** ABOUT THIS EXERCISE **
Using the entries below, write out the line with "cancelled.push(execution.clone());", the line with "pub(crate) async fn", and every line in between, exactly as each is written.
____________________
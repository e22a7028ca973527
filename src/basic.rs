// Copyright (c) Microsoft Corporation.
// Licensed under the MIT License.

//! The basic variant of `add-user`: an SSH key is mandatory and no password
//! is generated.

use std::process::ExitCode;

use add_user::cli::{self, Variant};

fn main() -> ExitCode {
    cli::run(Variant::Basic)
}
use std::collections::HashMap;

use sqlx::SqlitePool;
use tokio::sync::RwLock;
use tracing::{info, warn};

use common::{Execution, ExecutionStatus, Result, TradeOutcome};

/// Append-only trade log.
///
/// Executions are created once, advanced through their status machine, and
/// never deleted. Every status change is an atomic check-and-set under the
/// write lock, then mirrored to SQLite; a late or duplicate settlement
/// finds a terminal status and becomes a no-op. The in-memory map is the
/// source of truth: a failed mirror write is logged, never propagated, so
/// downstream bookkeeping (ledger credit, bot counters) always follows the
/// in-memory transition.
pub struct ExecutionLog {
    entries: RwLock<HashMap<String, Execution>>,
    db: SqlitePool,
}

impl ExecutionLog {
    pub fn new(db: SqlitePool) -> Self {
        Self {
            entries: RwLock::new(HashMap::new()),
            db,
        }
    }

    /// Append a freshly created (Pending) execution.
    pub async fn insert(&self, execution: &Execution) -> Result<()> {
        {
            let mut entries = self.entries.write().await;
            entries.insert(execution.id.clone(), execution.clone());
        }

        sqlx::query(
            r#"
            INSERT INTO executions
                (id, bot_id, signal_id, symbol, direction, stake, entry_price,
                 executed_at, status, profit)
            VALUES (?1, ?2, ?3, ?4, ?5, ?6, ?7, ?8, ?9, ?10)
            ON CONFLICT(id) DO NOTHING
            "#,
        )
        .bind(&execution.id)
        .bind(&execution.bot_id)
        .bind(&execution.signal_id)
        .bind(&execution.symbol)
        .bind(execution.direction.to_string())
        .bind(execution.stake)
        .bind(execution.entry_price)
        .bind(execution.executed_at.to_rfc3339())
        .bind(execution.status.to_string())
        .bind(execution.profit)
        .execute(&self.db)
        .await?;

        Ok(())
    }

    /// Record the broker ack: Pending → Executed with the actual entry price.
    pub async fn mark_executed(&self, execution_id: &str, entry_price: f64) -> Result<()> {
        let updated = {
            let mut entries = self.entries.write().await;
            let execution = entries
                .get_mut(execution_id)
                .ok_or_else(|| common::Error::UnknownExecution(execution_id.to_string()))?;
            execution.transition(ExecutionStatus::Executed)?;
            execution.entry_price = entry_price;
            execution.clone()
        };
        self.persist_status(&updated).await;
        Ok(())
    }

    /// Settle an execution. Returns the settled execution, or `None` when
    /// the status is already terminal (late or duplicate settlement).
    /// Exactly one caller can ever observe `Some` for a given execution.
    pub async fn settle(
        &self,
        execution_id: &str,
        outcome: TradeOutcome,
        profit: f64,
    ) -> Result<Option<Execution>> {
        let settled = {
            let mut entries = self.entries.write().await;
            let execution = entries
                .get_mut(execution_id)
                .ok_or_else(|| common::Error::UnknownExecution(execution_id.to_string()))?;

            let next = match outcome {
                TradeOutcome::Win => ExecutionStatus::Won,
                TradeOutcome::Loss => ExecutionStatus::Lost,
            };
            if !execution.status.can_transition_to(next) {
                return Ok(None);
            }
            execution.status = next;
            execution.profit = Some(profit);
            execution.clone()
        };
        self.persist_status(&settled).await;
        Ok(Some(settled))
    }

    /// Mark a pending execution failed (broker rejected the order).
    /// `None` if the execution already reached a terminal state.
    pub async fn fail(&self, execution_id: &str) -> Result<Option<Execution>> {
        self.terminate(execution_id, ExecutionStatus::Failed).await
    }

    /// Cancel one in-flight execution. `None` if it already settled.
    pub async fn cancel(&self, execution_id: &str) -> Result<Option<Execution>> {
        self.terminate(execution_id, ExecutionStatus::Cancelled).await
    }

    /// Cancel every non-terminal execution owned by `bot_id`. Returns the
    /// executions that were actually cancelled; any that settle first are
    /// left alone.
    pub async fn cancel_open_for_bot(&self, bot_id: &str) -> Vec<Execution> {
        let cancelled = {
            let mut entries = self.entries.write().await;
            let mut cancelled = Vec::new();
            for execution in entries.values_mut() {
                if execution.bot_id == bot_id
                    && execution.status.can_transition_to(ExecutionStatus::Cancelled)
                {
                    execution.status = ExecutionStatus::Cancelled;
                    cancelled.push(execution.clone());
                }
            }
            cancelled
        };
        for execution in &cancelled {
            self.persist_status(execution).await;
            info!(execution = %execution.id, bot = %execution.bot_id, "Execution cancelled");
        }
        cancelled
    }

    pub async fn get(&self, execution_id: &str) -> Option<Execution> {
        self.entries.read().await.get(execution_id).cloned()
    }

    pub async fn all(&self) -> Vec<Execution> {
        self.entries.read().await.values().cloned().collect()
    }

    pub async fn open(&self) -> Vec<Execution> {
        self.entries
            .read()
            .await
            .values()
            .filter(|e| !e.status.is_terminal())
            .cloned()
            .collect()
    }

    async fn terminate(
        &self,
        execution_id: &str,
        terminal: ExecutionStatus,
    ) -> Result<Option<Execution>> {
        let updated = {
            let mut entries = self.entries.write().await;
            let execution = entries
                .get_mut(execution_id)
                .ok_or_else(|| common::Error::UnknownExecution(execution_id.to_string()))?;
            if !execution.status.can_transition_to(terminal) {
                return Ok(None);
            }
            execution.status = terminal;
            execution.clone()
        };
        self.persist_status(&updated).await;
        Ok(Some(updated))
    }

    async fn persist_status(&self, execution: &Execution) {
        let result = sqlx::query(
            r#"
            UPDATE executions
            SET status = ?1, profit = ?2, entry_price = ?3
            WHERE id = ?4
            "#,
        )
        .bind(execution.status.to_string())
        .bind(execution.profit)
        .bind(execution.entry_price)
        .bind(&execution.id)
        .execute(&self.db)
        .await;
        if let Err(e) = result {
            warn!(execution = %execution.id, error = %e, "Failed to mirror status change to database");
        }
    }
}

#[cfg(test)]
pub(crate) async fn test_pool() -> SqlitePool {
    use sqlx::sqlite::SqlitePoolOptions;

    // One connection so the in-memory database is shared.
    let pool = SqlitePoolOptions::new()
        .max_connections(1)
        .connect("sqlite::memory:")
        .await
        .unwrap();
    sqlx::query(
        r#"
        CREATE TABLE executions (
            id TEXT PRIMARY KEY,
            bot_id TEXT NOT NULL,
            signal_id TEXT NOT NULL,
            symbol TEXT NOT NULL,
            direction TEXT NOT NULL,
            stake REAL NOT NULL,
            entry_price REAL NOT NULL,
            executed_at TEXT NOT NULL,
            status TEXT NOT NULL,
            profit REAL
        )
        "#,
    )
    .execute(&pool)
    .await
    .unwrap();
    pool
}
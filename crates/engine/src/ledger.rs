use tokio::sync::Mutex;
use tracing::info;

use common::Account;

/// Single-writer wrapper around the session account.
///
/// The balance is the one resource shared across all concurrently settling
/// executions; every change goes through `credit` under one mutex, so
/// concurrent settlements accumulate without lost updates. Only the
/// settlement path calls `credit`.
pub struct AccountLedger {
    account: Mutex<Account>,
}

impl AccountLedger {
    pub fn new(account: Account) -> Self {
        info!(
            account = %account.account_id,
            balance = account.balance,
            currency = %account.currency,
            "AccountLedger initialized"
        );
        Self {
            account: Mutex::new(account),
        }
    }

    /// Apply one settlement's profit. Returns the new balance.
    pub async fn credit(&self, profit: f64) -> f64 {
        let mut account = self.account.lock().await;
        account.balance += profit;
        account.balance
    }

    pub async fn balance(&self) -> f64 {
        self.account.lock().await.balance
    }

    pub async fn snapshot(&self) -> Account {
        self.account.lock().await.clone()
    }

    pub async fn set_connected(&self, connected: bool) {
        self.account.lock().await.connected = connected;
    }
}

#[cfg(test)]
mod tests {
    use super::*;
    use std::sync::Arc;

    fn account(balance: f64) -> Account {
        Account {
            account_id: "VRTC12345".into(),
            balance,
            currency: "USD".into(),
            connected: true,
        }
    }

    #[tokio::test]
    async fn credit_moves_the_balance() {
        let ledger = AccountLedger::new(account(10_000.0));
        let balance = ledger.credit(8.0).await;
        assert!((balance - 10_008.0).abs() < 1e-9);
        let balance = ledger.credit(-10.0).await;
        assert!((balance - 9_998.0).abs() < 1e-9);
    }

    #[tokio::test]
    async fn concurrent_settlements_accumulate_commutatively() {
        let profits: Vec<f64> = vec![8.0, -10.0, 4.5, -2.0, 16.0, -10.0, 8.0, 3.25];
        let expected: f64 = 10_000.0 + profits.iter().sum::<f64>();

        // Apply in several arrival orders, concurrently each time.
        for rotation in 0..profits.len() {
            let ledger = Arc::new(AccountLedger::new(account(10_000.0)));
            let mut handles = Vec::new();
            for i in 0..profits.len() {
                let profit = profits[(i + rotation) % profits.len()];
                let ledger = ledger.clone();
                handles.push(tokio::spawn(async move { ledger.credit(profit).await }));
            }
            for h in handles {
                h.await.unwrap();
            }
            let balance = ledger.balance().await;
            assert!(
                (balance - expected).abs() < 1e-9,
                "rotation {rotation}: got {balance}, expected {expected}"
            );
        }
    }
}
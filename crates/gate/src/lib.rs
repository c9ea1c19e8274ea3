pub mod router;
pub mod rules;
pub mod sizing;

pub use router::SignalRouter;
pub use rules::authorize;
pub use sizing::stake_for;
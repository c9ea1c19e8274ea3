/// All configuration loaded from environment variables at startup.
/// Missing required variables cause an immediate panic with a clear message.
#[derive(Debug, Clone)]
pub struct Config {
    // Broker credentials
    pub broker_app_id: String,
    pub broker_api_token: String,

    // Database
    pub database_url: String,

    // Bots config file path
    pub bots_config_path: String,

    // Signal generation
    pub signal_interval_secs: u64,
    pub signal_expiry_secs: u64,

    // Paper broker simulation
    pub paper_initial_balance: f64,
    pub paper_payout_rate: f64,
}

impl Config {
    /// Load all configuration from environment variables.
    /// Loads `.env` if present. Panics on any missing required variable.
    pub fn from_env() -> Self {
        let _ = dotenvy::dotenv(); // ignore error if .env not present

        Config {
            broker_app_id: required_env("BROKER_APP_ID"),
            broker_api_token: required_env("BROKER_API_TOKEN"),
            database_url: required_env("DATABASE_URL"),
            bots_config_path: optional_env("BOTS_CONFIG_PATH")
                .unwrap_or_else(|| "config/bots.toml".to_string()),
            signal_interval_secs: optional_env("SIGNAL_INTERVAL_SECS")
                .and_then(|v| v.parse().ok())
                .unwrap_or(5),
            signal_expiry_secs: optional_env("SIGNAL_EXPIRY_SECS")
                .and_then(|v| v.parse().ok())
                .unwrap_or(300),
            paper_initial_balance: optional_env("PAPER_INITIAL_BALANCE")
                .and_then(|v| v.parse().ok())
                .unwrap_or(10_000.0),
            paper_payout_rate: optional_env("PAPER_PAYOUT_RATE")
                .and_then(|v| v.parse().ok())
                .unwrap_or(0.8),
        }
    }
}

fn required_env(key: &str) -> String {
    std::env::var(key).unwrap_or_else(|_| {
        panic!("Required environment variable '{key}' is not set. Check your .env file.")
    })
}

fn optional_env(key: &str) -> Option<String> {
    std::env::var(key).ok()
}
____________________
** SOLUTION TO THE EXERCISE **
                    cancelled.push(execution.clone());
                }
            }
            cancelled
        };
        for execution in &cancelled {
            self.persist_status(execution).await;
            info!(execution = %execution.id, bot = %execution.bot_id, "Execution cancelled");
        }
        cancelled
    }

    pub async fn get(&self, execution_id: &str) -> Option<Execution> {
        self.entries.read().await.get(execution_id).cloned()
    }

    pub async fn all(&self) -> Vec<Execution> {
        self.entries.read().await.values().cloned().collect()
    }

    pub async fn open(&self) -> Vec<Execution> {
        self.entries
            .read()
            .await
            .values()
            .filter(|e| !e.status.is_terminal())
            .cloned()
            .collect()
    }

    async fn terminate(
        &self,
        execution_id: &str,
        terminal: ExecutionStatus,
    ) -> Result<Option<Execution>> {
        let updated = {
            let mut entries = self.entries.write().await;
            let execution = entries
                .get_mut(execution_id)
                .ok_or_else(|| common::Error::UnknownExecution(execution_id.to_string()))?;
            if !execution.status.can_transition_to(terminal) {
                return Ok(None);
            }
            execution.status = terminal;
            execution.clone()
        };
        self.persist_status(&updated).await;
        Ok(Some(updated))
    }

    async fn persist_status(&self, execution: &Execution) {
        let result = sqlx::query(
            r#"
            UPDATE executions
            SET status = ?1, profit = ?2, entry_price = ?3
            WHERE id = ?4
            "#,
        )
        .bind(execution.status.to_string())
        .bind(execution.profit)
        .bind(execution.entry_price)
        .bind(&execution.id)
        .execute(&self.db)
        .await;
        if let Err(e) = result {
            warn!(execution = %execution.id, error = %e, "Failed to mirror status change to database");
        }
    }
}

#[cfg(test)]
pub(crate) async fn test_pool() -> SqlitePool {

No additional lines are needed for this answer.